** WHAT THE TASK REQUIRES **
Among the entries below, how many lines include the word "ToolResult"? Reply with only the number.
--- START ---
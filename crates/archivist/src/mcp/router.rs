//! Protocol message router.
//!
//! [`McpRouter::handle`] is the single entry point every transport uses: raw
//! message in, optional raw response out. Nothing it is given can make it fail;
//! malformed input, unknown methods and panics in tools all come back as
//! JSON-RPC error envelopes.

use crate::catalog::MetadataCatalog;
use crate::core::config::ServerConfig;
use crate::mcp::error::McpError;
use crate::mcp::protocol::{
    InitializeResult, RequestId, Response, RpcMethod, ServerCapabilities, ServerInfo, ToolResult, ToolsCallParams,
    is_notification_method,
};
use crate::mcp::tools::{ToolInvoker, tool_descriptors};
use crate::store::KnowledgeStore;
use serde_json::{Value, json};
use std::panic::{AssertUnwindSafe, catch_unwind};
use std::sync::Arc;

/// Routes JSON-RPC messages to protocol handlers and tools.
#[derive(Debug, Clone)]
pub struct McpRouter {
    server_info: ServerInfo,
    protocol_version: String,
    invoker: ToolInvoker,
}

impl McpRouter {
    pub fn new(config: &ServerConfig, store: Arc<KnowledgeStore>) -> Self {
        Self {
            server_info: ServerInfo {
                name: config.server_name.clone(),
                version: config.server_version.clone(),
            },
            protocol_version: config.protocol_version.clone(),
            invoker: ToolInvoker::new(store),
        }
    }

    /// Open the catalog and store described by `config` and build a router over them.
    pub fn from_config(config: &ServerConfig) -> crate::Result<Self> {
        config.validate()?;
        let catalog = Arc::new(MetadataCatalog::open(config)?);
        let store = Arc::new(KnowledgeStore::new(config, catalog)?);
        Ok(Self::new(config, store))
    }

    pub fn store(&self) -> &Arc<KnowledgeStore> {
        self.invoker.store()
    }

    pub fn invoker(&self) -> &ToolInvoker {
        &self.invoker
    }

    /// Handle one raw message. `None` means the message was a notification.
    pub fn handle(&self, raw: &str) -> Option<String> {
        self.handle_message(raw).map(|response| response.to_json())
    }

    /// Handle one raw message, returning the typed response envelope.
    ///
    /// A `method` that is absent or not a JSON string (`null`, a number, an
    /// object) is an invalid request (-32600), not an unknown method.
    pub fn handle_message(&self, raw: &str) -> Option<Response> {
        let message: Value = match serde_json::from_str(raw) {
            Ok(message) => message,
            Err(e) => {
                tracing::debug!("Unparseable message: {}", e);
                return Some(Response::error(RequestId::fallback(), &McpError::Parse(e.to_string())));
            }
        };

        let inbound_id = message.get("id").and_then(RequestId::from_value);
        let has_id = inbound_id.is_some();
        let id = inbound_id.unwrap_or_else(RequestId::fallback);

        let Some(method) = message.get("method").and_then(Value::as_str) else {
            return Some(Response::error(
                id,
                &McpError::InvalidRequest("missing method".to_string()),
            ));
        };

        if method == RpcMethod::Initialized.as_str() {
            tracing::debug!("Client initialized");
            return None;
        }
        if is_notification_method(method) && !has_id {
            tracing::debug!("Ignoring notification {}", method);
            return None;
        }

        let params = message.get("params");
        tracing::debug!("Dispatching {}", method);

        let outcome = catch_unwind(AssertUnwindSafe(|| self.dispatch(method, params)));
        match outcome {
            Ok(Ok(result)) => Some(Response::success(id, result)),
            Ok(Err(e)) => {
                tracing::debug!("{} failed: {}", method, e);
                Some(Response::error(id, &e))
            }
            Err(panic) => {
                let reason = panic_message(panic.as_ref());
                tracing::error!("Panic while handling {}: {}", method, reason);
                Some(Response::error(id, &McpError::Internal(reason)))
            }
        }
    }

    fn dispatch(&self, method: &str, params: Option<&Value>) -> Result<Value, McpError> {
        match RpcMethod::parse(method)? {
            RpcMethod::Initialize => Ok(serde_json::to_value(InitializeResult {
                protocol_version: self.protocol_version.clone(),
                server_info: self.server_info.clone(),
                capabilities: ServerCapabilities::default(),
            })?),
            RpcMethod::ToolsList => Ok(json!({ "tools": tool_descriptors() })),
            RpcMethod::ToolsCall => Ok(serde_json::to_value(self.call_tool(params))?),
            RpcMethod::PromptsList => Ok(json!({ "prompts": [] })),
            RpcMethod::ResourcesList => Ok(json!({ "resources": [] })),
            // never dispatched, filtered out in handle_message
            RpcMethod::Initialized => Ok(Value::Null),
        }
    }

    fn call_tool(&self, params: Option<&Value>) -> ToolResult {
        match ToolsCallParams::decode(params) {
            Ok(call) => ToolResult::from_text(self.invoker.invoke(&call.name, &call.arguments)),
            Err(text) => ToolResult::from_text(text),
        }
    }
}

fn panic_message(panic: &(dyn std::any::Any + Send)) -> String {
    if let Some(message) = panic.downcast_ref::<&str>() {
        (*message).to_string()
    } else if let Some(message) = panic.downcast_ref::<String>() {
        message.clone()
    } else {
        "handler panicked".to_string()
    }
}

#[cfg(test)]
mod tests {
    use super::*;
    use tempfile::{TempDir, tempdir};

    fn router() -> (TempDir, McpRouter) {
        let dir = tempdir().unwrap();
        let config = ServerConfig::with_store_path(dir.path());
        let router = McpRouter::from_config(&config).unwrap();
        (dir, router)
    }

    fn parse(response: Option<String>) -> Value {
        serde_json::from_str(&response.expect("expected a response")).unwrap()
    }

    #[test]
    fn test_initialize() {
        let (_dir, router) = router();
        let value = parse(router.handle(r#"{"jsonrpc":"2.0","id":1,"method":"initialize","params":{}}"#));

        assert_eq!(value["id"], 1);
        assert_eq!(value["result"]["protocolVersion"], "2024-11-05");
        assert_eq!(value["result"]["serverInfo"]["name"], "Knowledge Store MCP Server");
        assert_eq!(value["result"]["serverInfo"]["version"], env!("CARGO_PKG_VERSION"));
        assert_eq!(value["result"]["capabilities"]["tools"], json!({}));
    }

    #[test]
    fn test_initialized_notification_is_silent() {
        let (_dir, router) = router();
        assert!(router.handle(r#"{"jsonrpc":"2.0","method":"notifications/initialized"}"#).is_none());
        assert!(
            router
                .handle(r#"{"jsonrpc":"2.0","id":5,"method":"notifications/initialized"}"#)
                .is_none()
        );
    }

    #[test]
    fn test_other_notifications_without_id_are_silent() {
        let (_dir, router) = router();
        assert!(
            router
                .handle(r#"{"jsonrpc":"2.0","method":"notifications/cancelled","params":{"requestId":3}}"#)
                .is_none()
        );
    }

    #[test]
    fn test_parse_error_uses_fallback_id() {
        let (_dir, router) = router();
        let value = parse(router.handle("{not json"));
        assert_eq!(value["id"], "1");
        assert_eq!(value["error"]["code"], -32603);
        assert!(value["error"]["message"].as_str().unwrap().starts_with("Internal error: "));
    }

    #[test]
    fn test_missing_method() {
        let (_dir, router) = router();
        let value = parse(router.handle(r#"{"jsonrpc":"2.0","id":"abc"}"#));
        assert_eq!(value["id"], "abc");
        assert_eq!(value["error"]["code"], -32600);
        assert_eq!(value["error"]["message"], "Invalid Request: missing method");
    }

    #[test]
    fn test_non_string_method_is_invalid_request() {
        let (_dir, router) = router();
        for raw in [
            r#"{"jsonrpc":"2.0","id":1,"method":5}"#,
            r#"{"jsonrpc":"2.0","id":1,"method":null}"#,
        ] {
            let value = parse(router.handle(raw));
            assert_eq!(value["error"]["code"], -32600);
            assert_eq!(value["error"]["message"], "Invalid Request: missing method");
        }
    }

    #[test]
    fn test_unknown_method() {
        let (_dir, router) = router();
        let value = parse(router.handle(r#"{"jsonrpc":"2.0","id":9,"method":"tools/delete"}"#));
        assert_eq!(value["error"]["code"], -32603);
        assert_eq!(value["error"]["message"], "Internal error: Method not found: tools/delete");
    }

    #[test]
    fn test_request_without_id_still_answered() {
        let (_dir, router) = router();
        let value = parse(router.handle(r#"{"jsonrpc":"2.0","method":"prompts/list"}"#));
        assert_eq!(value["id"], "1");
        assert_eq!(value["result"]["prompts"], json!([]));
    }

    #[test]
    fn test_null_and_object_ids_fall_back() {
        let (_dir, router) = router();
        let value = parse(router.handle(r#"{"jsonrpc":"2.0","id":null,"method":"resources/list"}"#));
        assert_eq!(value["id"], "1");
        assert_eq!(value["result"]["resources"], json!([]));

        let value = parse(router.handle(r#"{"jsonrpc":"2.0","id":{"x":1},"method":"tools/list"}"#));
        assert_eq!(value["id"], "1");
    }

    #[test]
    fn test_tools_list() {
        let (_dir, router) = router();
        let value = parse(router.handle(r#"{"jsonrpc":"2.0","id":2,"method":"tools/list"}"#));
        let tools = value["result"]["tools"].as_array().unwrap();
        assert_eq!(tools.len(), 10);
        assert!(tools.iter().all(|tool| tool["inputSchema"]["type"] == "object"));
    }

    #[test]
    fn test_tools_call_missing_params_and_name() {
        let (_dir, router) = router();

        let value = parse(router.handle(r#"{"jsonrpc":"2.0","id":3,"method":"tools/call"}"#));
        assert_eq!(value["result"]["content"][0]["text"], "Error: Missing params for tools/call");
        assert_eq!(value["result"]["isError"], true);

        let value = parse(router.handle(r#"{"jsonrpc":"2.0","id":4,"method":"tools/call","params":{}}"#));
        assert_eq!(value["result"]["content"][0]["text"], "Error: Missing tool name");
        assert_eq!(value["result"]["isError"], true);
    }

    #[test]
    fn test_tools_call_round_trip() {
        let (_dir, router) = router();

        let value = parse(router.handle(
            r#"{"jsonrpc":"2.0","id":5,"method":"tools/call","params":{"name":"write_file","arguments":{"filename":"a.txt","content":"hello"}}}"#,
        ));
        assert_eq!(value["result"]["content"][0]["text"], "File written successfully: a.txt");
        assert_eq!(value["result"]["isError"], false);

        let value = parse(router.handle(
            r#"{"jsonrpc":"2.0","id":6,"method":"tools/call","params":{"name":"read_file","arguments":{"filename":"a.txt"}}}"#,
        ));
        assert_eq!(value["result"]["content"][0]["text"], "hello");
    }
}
--- END ---
** SOLUTION **
4